Cuando fui a estudiar al norte disfruté de la
buena fruta que desconocíamos en el sur. De los pelones, ue aquí no llegaban y
fue por eso que en un bolsillo de mi blazer del secundario –que todavía seguía
usando- traje uno de ellos que entregué a mi padre ni bien nos encontramos en
la pista de Río Grande. Papá no se atrevía a tocarlo, pero luego vio que se
bien era como un durazno, no tenía pelusa. Lo guardó en su bolsillo y camino al
pueblo, en el taxi de Barrientos, lo comió alegremente mientras yo contaba
cosas de ese mundo que estaba descubriendo.
Me había comprado un vaquero, de una tela a la
que llamaban piel de durazno. Se lo mostré y pedí que la tocara. No era un
imitación perfecta, puesto que nada alteró su tacto.
Al año siguiente llegué con otra novedad. Un compañero de familia turca, turca en
serio no árabe, me había enseñado como se pelaba el durazno. No era cosa de
perder su pulpa, debía retirarse pacenciosamente la piel del fruto, y en ese
despellejado no se debía perder su jugo. ¡Quedaba realmente hermoso! Durante el
verano los duraznos que comió mi padre los recibió así, pero mi madre se
fastidió, no quiso aprender, y con mi partida se volvió al viejo y único
cuchillito papero.
Pero cada año tenía sus novedades. Radicarme
en el norte para estudiar cambiaba aspectos cotidianos de mi vida, uno de ellos
ligado a soportar el calor. Fue así que conocí el desodorante, que inicialmente
compraba en barra. Pero de pronto llegó el salto tecnológico: el desodorante
antitranspirante en aerosol. Compre uno de aroma a durazno que me duró toda la
primavera. A mi regreso ese fue el regalo de navidad para papá. Le expliqué de
que se trataba, lo usó, y no le causó ninguna molestia. Fue su primer y último
desodorante porque lo usaba solamente los domingos, y en unos años falleció.
Yo busqué otras marcas y no me di cuenta como
salió de mercado.
Pero hace un par de semanas yendo al médico me
vi urgido de ir al baño. Sobre la mochila del inodoro había un desodorante de
ambiente que use, y grande fue mi sorpresa porque tenía el mismo aroma a
duraznos de otro artículo que estaba sepultado en mi memoria desde hacía
cuarenta años.
Si la visita al baño había sido al ingresar al
consultorio, en la siguiente fue al salir.

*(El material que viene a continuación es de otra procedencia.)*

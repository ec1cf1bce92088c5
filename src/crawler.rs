//! `Crawler`: the embedder-facing façade over a `Scheduler`.

use std::sync::Arc;

use crate::config::Config;
use crate::error::{EthicrawlError, Result};
use crate::fetcher::Fetcher;
use crate::headers::Headers;
use crate::resource::{Resource, Response};
use crate::robots::RobotsPolicy;
use crate::scheduler::Scheduler;
use crate::sitemap::{SitemapParser, SitemapRoot, UrlsetEntry};
use crate::url::Url;

/// Binds a single root origin (plus any number of whitelisted ones) and
/// exposes a simple `get`/`robots`/`sitemaps` surface, delegating all
/// policy enforcement to the [`Scheduler`] underneath.
pub struct Crawler {
    scheduler: Scheduler,
    root: Option<Resource>,
}

impl Crawler {
    pub fn new(config: Config) -> Result<Self> {
        Ok(Crawler {
            scheduler: Scheduler::new(config)?,
            root: None,
        })
    }

    /// Register the root origin this crawler operates against. Fails with
    /// [`EthicrawlError::AlreadyBound`] if a root is already bound.
    pub fn bind(&mut self, url: Url, fetcher: Option<Arc<dyn Fetcher>>) -> Result<()> {
        if self.root.is_some() {
            return Err(EthicrawlError::AlreadyBound);
        }
        let resource = Resource::new(url);
        self.scheduler.bind(&resource, fetcher)?;
        self.root = Some(resource);
        Ok(())
    }

    /// Release the bound root and every per-bind state it carried.
    pub fn unbind(&mut self) -> Result<()> {
        let root = self.root.take().ok_or_else(|| {
            EthicrawlError::NotBound(Url::parse("https://unbound.invalid", false).unwrap())
        })?;
        self.scheduler.unbind(&root)
    }

    /// Register an additional origin, independent of the bound root, with
    /// its own `RobotsPolicy` and `SitemapParser`.
    pub fn whitelist(&mut self, url: Url, fetcher: Option<Arc<dyn Fetcher>>) -> Result<()> {
        let resource = Resource::new(url);
        self.scheduler.bind(&resource, fetcher)
    }

    /// Fetch `url` through the scheduler: whitelist check, robots check,
    /// rate limiting, dispatch.
    pub fn get(&self, url: Url, headers: Option<Headers>) -> Result<Response> {
        let resource = Resource::new(url);
        self.scheduler.get(&resource, headers)
    }

    fn root(&self) -> Result<&Resource> {
        self.root.as_ref().ok_or_else(|| {
            EthicrawlError::NotBound(Url::parse("https://unbound.invalid", false).unwrap())
        })
    }

    pub fn robots(&self) -> Result<&RobotsPolicy> {
        self.scheduler.robot(self.root()?)
    }

    pub fn sitemaps(&self) -> Result<&SitemapParser> {
        self.scheduler.sitemap(self.root()?)
    }

    /// Traverse the bound root's declared sitemaps (from `robots.txt`) and
    /// return the flattened list of `UrlsetEntry`s.
    pub fn crawl_sitemaps(&self) -> Result<Vec<UrlsetEntry>> {
        let root = self.root()?;
        let declared = self.scheduler.robot(root)?.declared_sitemaps().to_vec();
        self.scheduler
            .sitemap_entries(root, SitemapRoot::Index(declared))
    }
}
use crate::error::Result;
use crate::url::Url;

/// Proxy configuration for the outbound HTTP client.
///
/// Both fields are optional, and a non-`None` value must be a valid `Url`.
#[derive(Debug, Clone, Default)]
pub struct HttpProxyConfig {
    http: Option<Url>,
    https: Option<Url>,
}

impl HttpProxyConfig {
    pub fn http(&self) -> Option<&Url> {
        self.http.as_ref()
    }

    pub fn https(&self) -> Option<&Url> {
        self.https.as_ref()
    }

    pub fn set_http(&mut self, url: Option<Url>) {
        self.http = url;
    }

    pub fn set_https(&mut self, url: Option<Url>) {
        self.https = url;
    }

    /// Build a proxy config from raw strings, validating each as a `Url`.
    pub fn from_strs(http: Option<&str>, https: Option<&str>) -> Result<Self> {
        let mut cfg = HttpProxyConfig::default();
        if let Some(s) = http {
            cfg.set_http(Some(Url::parse(s, true)?));
        }
        if let Some(s) = https {
            cfg.set_https(Some(Url::parse(s, true)?));
        }
        Ok(cfg)
    }
}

Y para la última visita llegué con la intriga
de conocer la marca del producto. Pero no tuve tiempo, entre y ya el médico me
estaba esperando. Presté poca atención a sus recomendaciones pero al salir me
mandé raudamente al sanitario, sin pedir permiso. Allí estaba el envase:
Lisoform, era la marca (no sería el producto de entonces), y el aroma ¡lavanda!
El durazno se había transformado en otra cosa.
En el tercer comercio que visité encontré el
producto similar. Probé su olor, era el de antes. Comencé a lanzarlo al viento,
y poco a poco, mientras se consumía, fueron apareciendo los otros recuerdos,
tal cual se los he escrito….
1 comentario:
Mingo!!! esto es hermoso, lo veo niño, lo veo a papá, mientras escucho el viento que pasa diciéndome no sé que cosa...pero al mismo tiempo repiro ese perfume a fruta, que me encanta, y que se deshace en mi boca el dulce encanto el durazno, aquel que cuando era niña, en el fondo de mi casa había una planta inmensa, donde caian de maduros y se partian en dos, era toda una fiesta para mí!!! FELIZZZZZ DULZURA PARA VOS PATO Y TODOS A LOS QUE AMO DE ESA FAMILIA, QUE TAMBIÉN HICE MÍA!!!